Assigned task: Track down every line below that holds "HashMap" and copy it.
Start of Information supplied
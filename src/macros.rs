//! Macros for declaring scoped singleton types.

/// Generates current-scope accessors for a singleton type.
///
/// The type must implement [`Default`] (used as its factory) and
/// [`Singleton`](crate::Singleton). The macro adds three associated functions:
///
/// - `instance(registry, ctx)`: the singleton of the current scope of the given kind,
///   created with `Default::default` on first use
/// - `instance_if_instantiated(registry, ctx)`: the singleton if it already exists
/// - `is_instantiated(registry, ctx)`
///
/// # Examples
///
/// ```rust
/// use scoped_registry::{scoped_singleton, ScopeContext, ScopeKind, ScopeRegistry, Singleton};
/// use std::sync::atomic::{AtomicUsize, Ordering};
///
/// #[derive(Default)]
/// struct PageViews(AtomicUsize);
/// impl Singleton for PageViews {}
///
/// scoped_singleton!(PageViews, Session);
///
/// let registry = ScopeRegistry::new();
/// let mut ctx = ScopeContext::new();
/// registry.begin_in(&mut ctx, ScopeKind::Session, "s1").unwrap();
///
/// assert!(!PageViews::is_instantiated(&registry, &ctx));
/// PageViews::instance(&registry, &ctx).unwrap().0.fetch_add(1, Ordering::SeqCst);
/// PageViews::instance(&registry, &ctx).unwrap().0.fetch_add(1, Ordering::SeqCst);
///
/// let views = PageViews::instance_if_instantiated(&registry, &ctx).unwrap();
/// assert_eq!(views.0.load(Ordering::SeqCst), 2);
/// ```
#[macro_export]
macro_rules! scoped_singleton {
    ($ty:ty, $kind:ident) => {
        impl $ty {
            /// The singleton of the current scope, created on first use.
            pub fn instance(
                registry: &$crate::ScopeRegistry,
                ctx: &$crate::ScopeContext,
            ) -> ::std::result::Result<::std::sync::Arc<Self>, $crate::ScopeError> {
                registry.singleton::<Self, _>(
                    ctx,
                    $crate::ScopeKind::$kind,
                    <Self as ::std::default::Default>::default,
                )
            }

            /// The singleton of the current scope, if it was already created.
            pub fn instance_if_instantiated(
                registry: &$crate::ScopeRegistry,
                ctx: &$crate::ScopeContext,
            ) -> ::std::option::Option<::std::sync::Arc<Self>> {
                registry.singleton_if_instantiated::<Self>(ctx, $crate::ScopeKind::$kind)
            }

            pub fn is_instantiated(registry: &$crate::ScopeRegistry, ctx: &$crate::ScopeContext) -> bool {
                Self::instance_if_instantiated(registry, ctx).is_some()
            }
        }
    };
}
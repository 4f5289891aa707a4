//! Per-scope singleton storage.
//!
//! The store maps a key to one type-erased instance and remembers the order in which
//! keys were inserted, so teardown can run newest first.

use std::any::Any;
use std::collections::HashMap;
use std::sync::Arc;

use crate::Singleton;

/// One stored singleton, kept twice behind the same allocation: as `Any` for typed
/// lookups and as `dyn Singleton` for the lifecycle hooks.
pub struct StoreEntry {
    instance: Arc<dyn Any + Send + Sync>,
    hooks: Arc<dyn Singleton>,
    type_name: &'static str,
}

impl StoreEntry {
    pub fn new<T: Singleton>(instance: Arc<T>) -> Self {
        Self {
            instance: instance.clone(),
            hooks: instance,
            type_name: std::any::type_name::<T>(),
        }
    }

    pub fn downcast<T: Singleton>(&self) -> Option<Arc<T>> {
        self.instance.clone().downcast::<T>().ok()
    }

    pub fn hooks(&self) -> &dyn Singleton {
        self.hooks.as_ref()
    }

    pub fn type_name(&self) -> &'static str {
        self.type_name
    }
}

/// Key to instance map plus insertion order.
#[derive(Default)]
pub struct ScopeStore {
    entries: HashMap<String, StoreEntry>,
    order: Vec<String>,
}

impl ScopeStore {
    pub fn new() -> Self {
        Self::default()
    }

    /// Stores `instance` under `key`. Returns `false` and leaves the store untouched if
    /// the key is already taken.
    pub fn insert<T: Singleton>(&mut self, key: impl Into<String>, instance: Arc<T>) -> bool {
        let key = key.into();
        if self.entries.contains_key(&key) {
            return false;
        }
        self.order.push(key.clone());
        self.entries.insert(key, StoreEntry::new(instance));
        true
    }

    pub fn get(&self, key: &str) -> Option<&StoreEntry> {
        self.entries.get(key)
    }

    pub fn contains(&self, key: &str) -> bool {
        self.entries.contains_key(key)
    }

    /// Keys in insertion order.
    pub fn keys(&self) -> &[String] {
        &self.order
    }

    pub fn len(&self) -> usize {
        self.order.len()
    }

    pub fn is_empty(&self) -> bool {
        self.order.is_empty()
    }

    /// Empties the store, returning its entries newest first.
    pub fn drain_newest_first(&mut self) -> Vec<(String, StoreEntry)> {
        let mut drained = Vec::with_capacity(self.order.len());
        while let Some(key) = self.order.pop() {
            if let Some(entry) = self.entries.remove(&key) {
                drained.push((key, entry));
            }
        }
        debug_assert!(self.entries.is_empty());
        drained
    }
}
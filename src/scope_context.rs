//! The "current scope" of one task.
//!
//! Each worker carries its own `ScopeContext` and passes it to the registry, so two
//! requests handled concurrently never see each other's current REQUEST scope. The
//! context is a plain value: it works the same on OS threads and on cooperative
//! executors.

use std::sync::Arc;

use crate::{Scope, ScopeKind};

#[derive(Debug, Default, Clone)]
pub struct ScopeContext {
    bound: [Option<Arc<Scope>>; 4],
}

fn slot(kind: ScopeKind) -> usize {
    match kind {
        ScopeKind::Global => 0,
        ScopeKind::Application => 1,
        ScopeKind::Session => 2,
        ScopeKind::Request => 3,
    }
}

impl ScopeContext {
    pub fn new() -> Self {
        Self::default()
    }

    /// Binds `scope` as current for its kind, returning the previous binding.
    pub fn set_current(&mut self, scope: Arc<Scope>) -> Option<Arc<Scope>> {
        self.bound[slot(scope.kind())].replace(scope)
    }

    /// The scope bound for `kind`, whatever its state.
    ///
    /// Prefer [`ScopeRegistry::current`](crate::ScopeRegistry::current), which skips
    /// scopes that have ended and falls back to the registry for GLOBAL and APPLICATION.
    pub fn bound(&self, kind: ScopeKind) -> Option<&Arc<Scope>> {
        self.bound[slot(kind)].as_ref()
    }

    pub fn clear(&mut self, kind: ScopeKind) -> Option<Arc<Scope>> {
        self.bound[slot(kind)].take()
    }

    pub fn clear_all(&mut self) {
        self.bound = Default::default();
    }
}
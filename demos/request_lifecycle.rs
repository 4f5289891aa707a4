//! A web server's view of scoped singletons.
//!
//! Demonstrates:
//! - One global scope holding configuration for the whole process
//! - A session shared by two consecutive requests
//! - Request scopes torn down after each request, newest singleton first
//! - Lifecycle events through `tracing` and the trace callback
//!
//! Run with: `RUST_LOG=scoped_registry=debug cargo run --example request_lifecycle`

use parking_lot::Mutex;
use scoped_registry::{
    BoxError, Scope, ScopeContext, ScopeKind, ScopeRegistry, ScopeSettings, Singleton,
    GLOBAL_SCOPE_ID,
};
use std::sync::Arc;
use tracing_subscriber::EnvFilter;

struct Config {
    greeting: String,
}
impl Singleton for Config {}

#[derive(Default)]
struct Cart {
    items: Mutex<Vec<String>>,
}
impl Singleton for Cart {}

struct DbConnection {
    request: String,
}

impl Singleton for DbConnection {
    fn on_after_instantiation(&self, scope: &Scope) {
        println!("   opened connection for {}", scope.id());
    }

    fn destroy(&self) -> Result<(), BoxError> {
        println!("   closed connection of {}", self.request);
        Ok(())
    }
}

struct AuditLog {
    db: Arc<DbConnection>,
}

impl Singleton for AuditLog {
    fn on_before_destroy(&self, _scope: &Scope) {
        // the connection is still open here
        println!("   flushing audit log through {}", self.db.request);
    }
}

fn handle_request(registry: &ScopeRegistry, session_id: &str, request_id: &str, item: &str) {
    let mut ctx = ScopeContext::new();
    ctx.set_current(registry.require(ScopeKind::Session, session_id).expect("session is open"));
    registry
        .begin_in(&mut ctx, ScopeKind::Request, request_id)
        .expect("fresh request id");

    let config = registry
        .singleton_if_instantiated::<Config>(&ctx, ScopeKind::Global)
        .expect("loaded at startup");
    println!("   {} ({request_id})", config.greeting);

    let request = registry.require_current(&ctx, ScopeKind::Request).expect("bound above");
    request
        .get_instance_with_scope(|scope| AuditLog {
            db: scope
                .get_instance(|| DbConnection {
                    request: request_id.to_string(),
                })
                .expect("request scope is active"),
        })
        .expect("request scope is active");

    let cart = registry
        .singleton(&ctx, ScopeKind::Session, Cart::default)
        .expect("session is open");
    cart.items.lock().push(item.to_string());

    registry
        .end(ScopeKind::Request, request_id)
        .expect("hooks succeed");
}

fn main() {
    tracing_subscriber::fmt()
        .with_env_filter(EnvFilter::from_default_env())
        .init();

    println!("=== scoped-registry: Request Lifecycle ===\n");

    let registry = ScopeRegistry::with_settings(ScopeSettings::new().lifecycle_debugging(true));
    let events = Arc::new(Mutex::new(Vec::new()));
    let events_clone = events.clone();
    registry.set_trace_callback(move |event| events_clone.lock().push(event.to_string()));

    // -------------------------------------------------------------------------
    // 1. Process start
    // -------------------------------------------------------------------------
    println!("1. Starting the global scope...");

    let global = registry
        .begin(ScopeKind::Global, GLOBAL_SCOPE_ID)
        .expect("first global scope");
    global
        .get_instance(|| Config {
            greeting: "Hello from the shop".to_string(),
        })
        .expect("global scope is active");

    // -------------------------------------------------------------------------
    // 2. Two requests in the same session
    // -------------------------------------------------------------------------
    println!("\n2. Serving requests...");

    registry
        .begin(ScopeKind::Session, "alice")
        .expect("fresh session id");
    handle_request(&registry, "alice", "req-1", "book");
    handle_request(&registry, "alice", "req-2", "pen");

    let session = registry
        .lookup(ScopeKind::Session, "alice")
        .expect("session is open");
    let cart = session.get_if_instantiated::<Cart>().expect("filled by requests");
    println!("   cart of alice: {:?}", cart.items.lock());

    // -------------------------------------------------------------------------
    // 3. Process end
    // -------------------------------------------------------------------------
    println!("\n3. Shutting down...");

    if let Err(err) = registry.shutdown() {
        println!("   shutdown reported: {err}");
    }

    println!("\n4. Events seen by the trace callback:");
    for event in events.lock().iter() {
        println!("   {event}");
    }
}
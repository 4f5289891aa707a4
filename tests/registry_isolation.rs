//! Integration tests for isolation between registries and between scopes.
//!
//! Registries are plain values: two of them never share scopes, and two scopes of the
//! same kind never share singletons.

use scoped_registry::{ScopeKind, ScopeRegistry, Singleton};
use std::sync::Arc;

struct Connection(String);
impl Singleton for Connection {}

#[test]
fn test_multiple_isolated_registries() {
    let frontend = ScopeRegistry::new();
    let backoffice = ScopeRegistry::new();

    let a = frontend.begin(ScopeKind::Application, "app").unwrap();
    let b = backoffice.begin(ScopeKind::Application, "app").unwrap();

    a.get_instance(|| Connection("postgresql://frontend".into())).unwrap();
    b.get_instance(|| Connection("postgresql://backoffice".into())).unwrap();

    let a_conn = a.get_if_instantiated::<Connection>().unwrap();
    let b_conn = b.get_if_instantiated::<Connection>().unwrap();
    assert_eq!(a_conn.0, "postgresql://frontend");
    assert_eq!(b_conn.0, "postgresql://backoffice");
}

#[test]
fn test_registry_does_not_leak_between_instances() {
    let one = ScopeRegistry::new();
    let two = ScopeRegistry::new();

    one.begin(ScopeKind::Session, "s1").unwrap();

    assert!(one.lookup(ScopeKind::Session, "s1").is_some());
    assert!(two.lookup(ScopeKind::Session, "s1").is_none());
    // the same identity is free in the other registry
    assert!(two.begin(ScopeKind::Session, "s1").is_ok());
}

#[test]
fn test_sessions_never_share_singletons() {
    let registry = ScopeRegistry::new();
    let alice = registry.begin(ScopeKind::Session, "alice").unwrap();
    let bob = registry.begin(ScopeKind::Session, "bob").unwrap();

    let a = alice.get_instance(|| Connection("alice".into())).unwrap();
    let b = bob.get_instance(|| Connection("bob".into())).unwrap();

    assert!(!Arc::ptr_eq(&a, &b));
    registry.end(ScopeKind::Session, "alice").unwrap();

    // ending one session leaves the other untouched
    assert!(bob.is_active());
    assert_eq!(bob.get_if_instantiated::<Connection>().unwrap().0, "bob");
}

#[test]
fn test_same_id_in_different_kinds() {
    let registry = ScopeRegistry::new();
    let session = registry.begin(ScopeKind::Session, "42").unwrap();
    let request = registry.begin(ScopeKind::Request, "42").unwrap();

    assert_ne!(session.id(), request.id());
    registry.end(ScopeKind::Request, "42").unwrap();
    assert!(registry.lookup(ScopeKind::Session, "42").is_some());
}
End of Information supplied
Task output:
use std::collections::HashMap;
    entries: HashMap<String, StoreEntry>,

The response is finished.